### What this task involves:
Identify all lines of the data containing the string "Serialize" and copy them.

>>>

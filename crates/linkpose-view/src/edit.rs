//! Solving a pose as one undoable body edit.

use tracing::debug;

use linkpose_ik::Body;

/// Run `solve` inside a kinematic state edit of `body`.
///
/// On success `finish` updates the remaining link poses, the body announces
/// its new state and the edit is accepted. On failure the body is rolled
/// back to where it was before the call.
pub fn solve_in_edit(body: &Body, solve: impl FnOnce() -> bool, finish: impl FnOnce()) -> bool {
    body.begin_kinematic_state_edit();
    let solved = solve();
    if solved {
        finish();
        body.notify_kinematic_state_change();
        body.accept_kinematic_state_edit();
    } else {
        debug!(body = body.name(), "solve failed, edit cancelled");
        body.cancel_kinematic_state_edit();
    }
    solved
}

#[cfg(test)]
mod tests {
    use std::cell::Cell;
    use std::rc::Rc;

    use linkpose_test_utils::planar_arm;

    use super::*;

    #[test]
    fn failure_rolls_back_joint_state() {
        let body = planar_arm();
        body.set_joint_positions(&[0.1, 0.2, -0.3]).unwrap();
        body.calc_forward_kinematics();
        let before = body.store_state();

        let solved = solve_in_edit(
            &body,
            || {
                body.set_joint_positions(&[1.0, 1.0, -1.0]).unwrap();
                false
            },
            || unreachable!(),
        );
        assert!(!solved);
        assert_eq!(body.store_state(), before);
        assert!(!body.is_editing());
    }

    #[test]
    fn success_notifies_and_commits() {
        let body = planar_arm();
        let notified = Rc::new(Cell::new(0));
        let sink = Rc::clone(&notified);
        let _sub = body.connect_kinematic_state_changed(move |_| sink.set(sink.get() + 1));
        let finished = Cell::new(false);

        let solved = solve_in_edit(
            &body,
            || body.set_joint_positions(&[0.5, 0.0, 0.0]).is_ok(),
            || finished.set(true),
        );
        assert!(solved);
        assert!(finished.get());
        assert_eq!(notified.get(), 1);
        assert!(!body.is_editing());
        assert_eq!(body.joint_position(0), Some(0.5));
    }
}
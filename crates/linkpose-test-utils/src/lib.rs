//! Shared test fixtures and utilities for linkpose crates.
//!
//! Provides a small planar arm with a configurable elbow, prepared frame
//! set suites, and scripted providers for exercising the positioning core
//! without a real solver.

pub mod fixtures;
pub mod mocks;

// ---------------------------------------------------------------------------
// Re-exports for convenience
// ---------------------------------------------------------------------------

pub use fixtures::{
    planar_arm, planar_arm_config, root_kit, sample_frame_suite, tool_kit, PLANAR_ARM_TOML, TOOL_LINK,
};
pub use mocks::{MockConfigurationHandler, MockEditTarget, ScriptedIk};
#[test]
fn cancel_restores_and_closes() {
    let (mut core, item) = targeted(TOOL_LINK);
    let before = item.body().joint_positions();
    assert!(core.open_configuration_session());
    // Elbow down moves the arm off its current branch.
    assert!(core.apply_configuration(2));
    assert_eq!(core.result_status(), Some(ResultStatus::Solved));
    let moved = item.body().joint_positions();
    assert!(moved[1] < 0.0);
    assert!((moved[0] - before[0]).abs() > 0.1);

    assert!(core.cancel_configuration());
    assert!(!core.is_configuration_open());
    assert_eq!(core.configuration().state(), SessionState::Empty);
    for (a, b) in item.body().joint_positions().iter().zip(&before) {
        assert_relative_eq!(*a, *b, epsilon = 1e-6);
    }
}

#[test]
fn apply_needs_an_open_session() {
    let (mut core, _item) = targeted(TOOL_LINK);
    assert!(!core.apply_configuration(1));
    assert_eq!(core.result_status(), None);
}

#[test]
fn retargeting_refreshes_an_open_session() {
    let (mut core, item) = targeted(TOOL_LINK);
    assert!(core.open_configuration_session());
    assert!(core.set_target_body_and_link(&item, 0));
    assert!(core.is_configuration_open());
    assert_eq!(core.configuration().state(), SessionState::Empty);
}

// ---------------------------------------------------------------------------
// Settings
// ---------------------------------------------------------------------------

#[test]
fn settings_round_trip_through_toml() {
    let (mut core, _item) = targeted(TOOL_LINK);
    assert!(core.select_coordinate_mode(CoordinateMode::World));
    core.set_target_link_type(TargetLinkType::IkLink);

    let text = core.store_settings().to_toml_string().unwrap();
    let restored = LinkPositionConfig::from_toml_str(&text).unwrap();
    assert_eq!(restored.coordinate_mode, CoordinateMode::World);
    assert_eq!(restored.preferred_coordinate_mode, CoordinateMode::World);
    assert_eq!(restored.target_link_type, TargetLinkType::IkLink);

    let mut fresh = LinkPositionCore::new();
    fresh.restore_settings(&restored);
    assert_eq!(fresh.target_link_type(), TargetLinkType::IkLink);
    assert_eq!(fresh.coordinate_mode(), CoordinateMode::World);
}
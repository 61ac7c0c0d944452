//! The link positioning core.
//!
//! [`LinkPositionCore`] turns operator events (a link picked, a coordinate
//! mode or frame chosen, a pose entered, a configuration row clicked) into
//! kit and body operations, and keeps the derived state a front end shows:
//! the display pose, frame candidates, result status, configuration label
//! and which parts of the interface are enabled.
//!
//! Notifications from bodies, kits and edit targets are queued and
//! consumed by [`LinkPositionCore::process_pending_updates`]. Every
//! operation drains the queue before it reads frame or body state.

use std::cell::RefCell;
use std::collections::VecDeque;
use std::fmt;
use std::rc::Rc;

use nalgebra::{Isometry3, Vector3};
use tracing::{debug, info};

use linkpose_core::{
    CoordinateMode, FrameType, GeneralId, LinkPositionConfig, ScopedConnections, Signal, Subscription,
    TargetLinkType,
};
use linkpose_frames::{CoordinateFrame, CoordinateFramePtr};
use linkpose_ik::{Body, KinematicBodyPtr, LinkKinematicsKitPtr, PositionEditTarget};

use crate::candidates::FrameCandidates;
use crate::configuration::{configuration_label, ConfigurationResolver, SortOrder, UNAVAILABLE_LABEL};
use crate::edit::solve_in_edit;
use crate::event::{LinkPositionEvent, ResultStatus};
use crate::transform::KinematicsTarget;

const NO_TARGET_LABEL: &str = "------";

/// The two frame selectors.
#[derive(Debug, Clone, Copy, PartialEq, Eq, Hash)]
pub enum FrameCombo {
    Base,
    Link,
}

impl FrameCombo {
    const fn index(self) -> usize {
        match self {
            Self::Base => 0,
            Self::Link => 1,
        }
    }
}

/// Pose shown to the operator.
#[derive(Debug, Clone, Copy, PartialEq)]
pub struct DisplayPose {
    pub position: Isometry3<f32>,
    /// Roll-pitch-yaw the operator last entered for this target.
    pub reference_rpy: Vector3<f32>,
}
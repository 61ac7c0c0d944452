//! Serial kinematic chain described by a [`ChainConfig`].
//!
//! A [`KinematicChain`] is an ordered list of joints from the base link to
//! an optional end-effector link. Every joint moves one child link. The
//! chain stores the static transforms (origins), joint axes and limits
//! needed for forward kinematics and Jacobian computation, plus a fixed
//! attitude offset per link used when presenting link orientations.
//!
//! ```toml
//! name = "planar_arm"
//! base_link = "base"
//!
//! [[joints]]
//! name = "shoulder"
//! child = "upper_arm"
//! origin = { xyz = [0.0, 0.0, 0.1] }
//! axis = [0.0, 0.0, 1.0]
//! lower = -2.6
//! upper = 2.6
//!
//! [end_effector]
//! link = "tool"
//! origin = { xyz = [0.1, 0.0, 0.0] }
//! ```

use std::collections::HashSet;

use nalgebra::{Isometry3, Matrix3, Translation3, UnitQuaternion, UnitVector3, Vector3};
use serde::{Deserialize, Serialize};

use linkpose_core::{ConfigError, KinematicsError};

// ---------------------------------------------------------------------------
// Configuration
// ---------------------------------------------------------------------------

fn default_chain_name() -> String {
    "body".into()
}
fn default_base_link() -> String {
    "base".into()
}
const fn default_axis() -> [f32; 3] {
    [0.0, 0.0, 1.0]
}

/// Static transform given as translation plus roll-pitch-yaw (radians).
#[derive(Debug, Clone, Copy, Default, PartialEq, Serialize, Deserialize)]
pub struct Origin {
    #[serde(default)]
    pub xyz: [f32; 3],
    #[serde(default)]
    pub rpy: [f32; 3],
}

impl Origin {
    pub const fn translation(x: f32, y: f32, z: f32) -> Self {
        Self {
            xyz: [x, y, z],
            rpy: [0.0; 3],
        }
    }

    pub fn to_isometry(&self) -> Isometry3<f32> {
        let translation = Translation3::new(self.xyz[0], self.xyz[1], self.xyz[2]);
        Isometry3::from_parts(translation, rotation_from_rpy(self.rpy))
    }
}

/// Joint motion type.
#[derive(Debug, Clone, Copy, Default, PartialEq, Eq, Serialize, Deserialize)]
#[serde(rename_all = "snake_case")]
pub enum JointType {
    #[default]
    Revolute,
    /// Revolute without limits; treated as `[-pi, pi]`.
    Continuous,
    Prismatic,
}

/// One joint and the link it moves.
#[derive(Debug, Clone, PartialEq, Serialize, Deserialize)]
pub struct JointConfig {
    pub name: String,
    /// Name of the link moved by this joint.
    pub child: String,
    #[serde(default, rename = "type")]
    pub joint_type: JointType,
    #[serde(default)]
    pub origin: Origin,
    #[serde(default = "default_axis")]
    pub axis: [f32; 3],
    #[serde(default)]
    pub lower: Option<f32>,
    #[serde(default)]
    pub upper: Option<f32>,
    /// Attitude offset of the child link (roll-pitch-yaw).
    #[serde(default)]
    pub attitude: [f32; 3],
}

/// Fixed end-effector link after the last joint.
#[derive(Debug, Clone, PartialEq, Serialize, Deserialize)]
pub struct EndEffectorConfig {
    pub link: String,
    #[serde(default)]
    pub origin: Origin,
    #[serde(default)]
    pub attitude: [f32; 3],
}

/// One joint whose sign selects a configuration branch.
#[derive(Debug, Clone, PartialEq, Eq, Serialize, Deserialize)]
pub struct ConfigurationTargetConfig {
    pub joint: String,
    /// Column label; the joint name when absent.
    #[serde(default)]
    pub label: Option<String>,
    /// State label for non-negative joint values.
    pub positive: String,
    /// State label for negative joint values.
    pub negative: String,
}

/// Configuration branches offered by links at the end of the chain.
#[derive(Debug, Clone, Default, PartialEq, Eq, Serialize, Deserialize)]
pub struct ConfigurationConfig {
    /// Joint path name shown in the configuration session title.
    #[serde(default)]
    pub name: String,
    #[serde(default)]
    pub targets: Vec<ConfigurationTargetConfig>,
}

/// Description of a body: its serial chain, preset IK links and
/// configuration branches.
#[derive(Debug, Clone, PartialEq, Serialize, Deserialize)]
pub struct ChainConfig {
    #[serde(default = "default_chain_name")]
    pub name: String,
    #[serde(default = "default_base_link")]
    pub base_link: String,
    #[serde(default)]
    pub base_attitude: [f32; 3],
    #[serde(default)]
    pub joints: Vec<JointConfig>,
    #[serde(default)]
    pub end_effector: Option<EndEffectorConfig>,
    /// Links that carry preset IK.
    #[serde(default)]
    pub ik_links: Vec<String>,
    #[serde(default)]
    pub configuration: Option<ConfigurationConfig>,
}

impl Default for ChainConfig {
    fn default() -> Self {
        Self {
            name: default_chain_name(),
            base_link: default_base_link(),
            base_attitude: [0.0; 3],
            joints: Vec::new(),
            end_effector: None,
            ik_links: Vec::new(),
            configuration: None,
        }
    }
}

impl ChainConfig {
    /// Parse from a TOML string.
    pub fn from_toml_str(content: &str) -> Result<Self, ConfigError> {
        Ok(toml::from_str(content)?)
    }

    /// Load from TOML file.
    pub fn from_file(path: impl AsRef<std::path::Path>) -> Result<Self, ConfigError> {
        let content = std::fs::read_to_string(path)?;
        Self::from_toml_str(&content)
    }
}

// ---------------------------------------------------------------------------
// KinematicChain
// ---------------------------------------------------------------------------

/// A single joint in the kinematic chain.
#[derive(Debug, Clone)]
pub struct ChainJoint {
    pub name: String,
    /// Link moved by this joint.
    pub child_link: String,
    /// Static transform from parent link frame to this joint frame.
    pub origin: Isometry3<f32>,
    /// Joint axis in the joint's local frame.
    pub axis: UnitVector3<f32>,
    /// Whether this is a prismatic joint (false = revolute).
    pub is_prismatic: bool,
    /// Lower position limit (rad or m).
    pub lower_limit: f32,
    /// Upper position limit (rad or m).
    pub upper_limit: f32,
    /// Attitude offset of the child link.
    pub child_attitude: UnitQuaternion<f32>,
}

/// An ordered kinematic chain from base to end-effector.
#[derive(Debug, Clone)]
pub struct KinematicChain {
    base_link: String,
    base_attitude: UnitQuaternion<f32>,
    /// Ordered joints from base to end-effector.
    joints: Vec<ChainJoint>,
    /// Named end-effector link and its attitude offset, if any.
    ee_link: Option<(String, UnitQuaternion<f32>)>,
    /// Transform from the last joint's child link to the end-effector frame.
    ee_offset: Isometry3<f32>,
}
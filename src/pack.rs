use serde_json::Value;

use crate::error::{DropChanceError, Result};
use crate::math::{normalise, Tally};
use crate::tables::{as_float, as_int, PackageEntry, DROP_PACKAGE_TABLE};

#[derive(Debug, Clone, Copy, PartialEq, Eq)]
enum Weighting {
    GroupWeight,
    GroupRates,
    Unweighted,
}

/// A drop package: which awards it rolls, how often, and how likely each is to fire.
#[derive(Debug, Clone)]
pub struct DropPackage {
    pub pack_id: i64,

    /// Total rolls per award, in first-seen order.
    pub rolls: Tally<i64>,

    triggers: Tally<f64>,
    weighting: Weighting,
}

impl DropPackage {
    pub fn from_entry(key: &str, entry: &PackageEntry) -> Result<Self> {
        let pack_id = entry
            .PackID
            .as_ref()
            .and_then(as_int)
            .ok_or_else(|| DropChanceError::invalid(DROP_PACKAGE_TABLE, key, "PackID is missing"))?;

        let group_weight = entry.GroupWeight.as_deref().unwrap_or_default();
        let group_rates = entry.GroupRates.as_deref().unwrap_or_default();
        let (weighting, weights) = if !group_weight.is_empty() {
            (Weighting::GroupWeight, group_weight)
        } else if !group_rates.is_empty() {
            (Weighting::GroupRates, group_rates)
        } else {
            (Weighting::Unweighted, &[][..])
        };

        let mut rolls: Tally<i64> = Tally::new();
        let mut weights_by_award = Tally::new();

        let contents = entry.PackContent.as_deref().unwrap_or_default();
        for (index, content) in contents.iter().enumerate() {
            let Some(content) = non_empty_content(key, content)? else {
                continue;
            };

            let award_id = int_at(key, content, 0)?;
            // [award, min, max, ...]; shorter entries carry the count last
            let count_index = if content.len() >= 3 { 2 } else { content.len() - 1 };
            rolls
                .checked_add(award_id, int_at(key, content, count_index)?)
                .ok_or_else(|| {
                    DropChanceError::invalid(
                        DROP_PACKAGE_TABLE,
                        key,
                        format!("roll count for award {award_id} overflows"),
                    )
                })?;

            if let Some(weight) = weights.get(index) {
                let weight = as_float(weight).ok_or_else(|| {
                    DropChanceError::invalid(
                        DROP_PACKAGE_TABLE,
                        key,
                        format!("weight {weight} is not a number"),
                    )
                })?;
                weights_by_award.add(award_id, weight);
            }
        }

        let triggers = match weighting {
            Weighting::Unweighted => Tally::new(),
            _ => normalise(&weights_by_award),
        };

        Ok(Self {
            pack_id,
            rolls,
            triggers,
            weighting,
        })
    }

    /// Probability that this package fires `award_id` at all.
    /// Awards that received no weight fire unconditionally.
    pub fn trigger_probability(&self, award_id: i64) -> f64 {
        match self.weighting {
            Weighting::Unweighted => 1.0,
            _ => self.triggers.get(award_id).unwrap_or(1.0),
        }
    }

    pub fn is_weighted(&self) -> bool {
        self.weighting != Weighting::Unweighted
    }
}

fn non_empty_content<'a>(key: &str, content: &'a Value) -> Result<Option<&'a [Value]>> {
    match content {
        Value::Array(values) if values.is_empty() => Ok(None),
        Value::Array(values) => Ok(Some(values.as_slice())),
        Value::Null => Ok(None),
        other => Err(DropChanceError::invalid(
            DROP_PACKAGE_TABLE,
            key,
            format!("PackContent entry {other} is not a list"),
        )),
    }
}

fn int_at(key: &str, content: &[Value], index: usize) -> Result<i64> {
    content.get(index).and_then(as_int).ok_or_else(|| {
        DropChanceError::invalid(
            DROP_PACKAGE_TABLE,
            key,
            format!("PackContent entry {content:?} has no integer at position {index}"),
        )
    })
}

#[cfg(test)]
mod tests {
    use super::*;

    fn package(raw: &str) -> DropPackage {
        let entry: PackageEntry = serde_json::from_str(raw).unwrap();
        DropPackage::from_entry("test", &entry).unwrap()
    }

    #[test]
    fn rolls_use_the_max_count_column() {
        let pack = package(r#"{"PackID": 100, "PackContent": [[1, 1, 3], [2, 5], [1, 0, 2, 9]]}"#);
        assert_eq!(pack.pack_id, 100);
        assert_eq!(pack.rolls.get(1), Some(5));
        assert_eq!(pack.rolls.get(2), Some(5));
        assert!(!pack.is_weighted());
        assert_eq!(pack.trigger_probability(1), 1.0);
    }

    #[test]
    fn weighted_triggers_are_normalised_per_award() {
        let pack = package(
            r#"{"PackID": 1, "PackContent": [[7, 1, 1], [8, 1, 1], [7, 1, 1]],
                "GroupWeight": [1, 2, 1]}"#,
        );
        assert_eq!(pack.trigger_probability(7), 0.5);
        assert_eq!(pack.trigger_probability(8), 0.5);
        assert_eq!(pack.rolls.get(7), Some(2));
    }

    #[test]
    fn rates_apply_when_weights_are_absent() {
        let pack = package(
            r#"{"PackID": 1, "PackContent": [[7, 1, 1], [8, 1, 1]], "GroupRates": [1, 3]}"#,
        );
        assert_eq!(pack.trigger_probability(8), 0.75);
    }

    #[test]
    fn awards_past_the_weight_list_fire_unconditionally() {
        let pack = package(
            r#"{"PackID": 1, "PackContent": [[7, 1, 1], [8, 1, 1]], "GroupWeight": [4]}"#,
        );
        assert_eq!(pack.trigger_probability(7), 1.0);
        assert_eq!(pack.trigger_probability(8), 1.0);
    }

    #[test]
    fn empty_entries_still_occupy_a_weight_slot() {
        let pack = package(
            r#"{"PackID": 1, "PackContent": [[], [7, 1, 1], [8, 1, 1]], "GroupWeight": [9, 1, 3]}"#,
        );
        assert_eq!(pack.rolls.len(), 2);
        assert_eq!(pack.trigger_probability(7), 0.25);
        assert_eq!(pack.trigger_probability(8), 0.75);
    }

    #[test]
    fn overflowing_roll_counts_are_rejected() {
        let entry: PackageEntry = serde_json::from_str(
            r#"{"PackID": 1, "PackContent": [[10, 1, 9223372036854775807], [10, 1, 1]]}"#,
        )
        .unwrap();
        let err = DropPackage::from_entry("1", &entry).unwrap_err();
        assert!(err.to_string().contains("overflows"));
    }

    #[test]
    fn large_roll_counts_that_fit_are_kept() {
        let pack = package(
            r#"{"PackID": 1, "PackContent": [[10, 1, 9223372036854775806], [10, 1, 1]]}"#,
        );
        assert_eq!(pack.rolls.get(10), Some(i64::MAX));
    }

    #[test]
    fn missing_pack_id_is_rejected() {
        let entry: PackageEntry = serde_json::from_str(r#"{"PackContent": []}"#).unwrap();
        let err = DropPackage::from_entry("42", &entry).unwrap_err();
        assert!(err.to_string().contains("PackID"));
        assert!(err.to_string().contains("42"));
    }
}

<<<

### Final answer:
use serde::{Deserialize, Serialize};
#[derive(Debug, Clone, Copy, Default, PartialEq, Serialize, Deserialize)]
#[derive(Debug, Clone, Copy, Default, PartialEq, Eq, Serialize, Deserialize)]
#[derive(Debug, Clone, PartialEq, Serialize, Deserialize)]
#[derive(Debug, Clone, PartialEq, Serialize, Deserialize)]
#[derive(Debug, Clone, PartialEq, Eq, Serialize, Deserialize)]
#[derive(Debug, Clone, Default, PartialEq, Eq, Serialize, Deserialize)]
#[derive(Debug, Clone, PartialEq, Serialize, Deserialize)]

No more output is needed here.